### PROBLEM STATEMENT:
Would you transcribe all of the entries that follow, word for word?

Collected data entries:
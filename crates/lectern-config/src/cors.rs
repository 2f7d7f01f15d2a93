//! CORS configuration.

use std::env;

/// Origins allowed to make credentialed cross-origin requests.
///
/// Read from `CORS_ALLOWED_ORIGINS` as a comma-separated list.
#[derive(Clone, Debug, PartialEq, Eq)]
pub struct CorsConfig {
    pub allowed_origins: Vec<String>,
}

impl CorsConfig {
    pub fn from_env() -> Self {
        let raw = env::var("CORS_ALLOWED_ORIGINS")
            .unwrap_or_else(|_| "http://localhost:3000".to_string());
        Self {
            allowed_origins: parse_origins(&raw),
        }
    }
}

fn parse_origins(raw: &str) -> Vec<String> {
    raw.split(',')
        .map(|s| s.trim().to_string())
        .filter(|s| !s.is_empty())
        .collect()
}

### ANSWER FOR THIS EXERCISE:
filename crates/lectern-config/src/cors.rs
repository 2f7d7f01f15d2a93
//! CORS configuration.

use std::env;

/// Origins allowed to make credentialed cross-origin requests.
///
/// Read from `CORS_ALLOWED_ORIGINS` as a comma-separated list.
#[derive(Clone, Debug, PartialEq, Eq)]
pub struct CorsConfig {
    pub allowed_origins: Vec<String>,
}

impl CorsConfig {
    pub fn from_env() -> Self {
        let raw = env::var("CORS_ALLOWED_ORIGINS")
            .unwrap_or_else(|_| "http://localhost:3000".to_string());
        Self {
            allowed_origins: parse_origins(&raw),
        }
    }
}

fn parse_origins(raw: &str) -> Vec<String> {
    raw.split(',')
        .map(|s| s.trim().to_string())
        .filter(|s| !s.is_empty())
        .collect()
}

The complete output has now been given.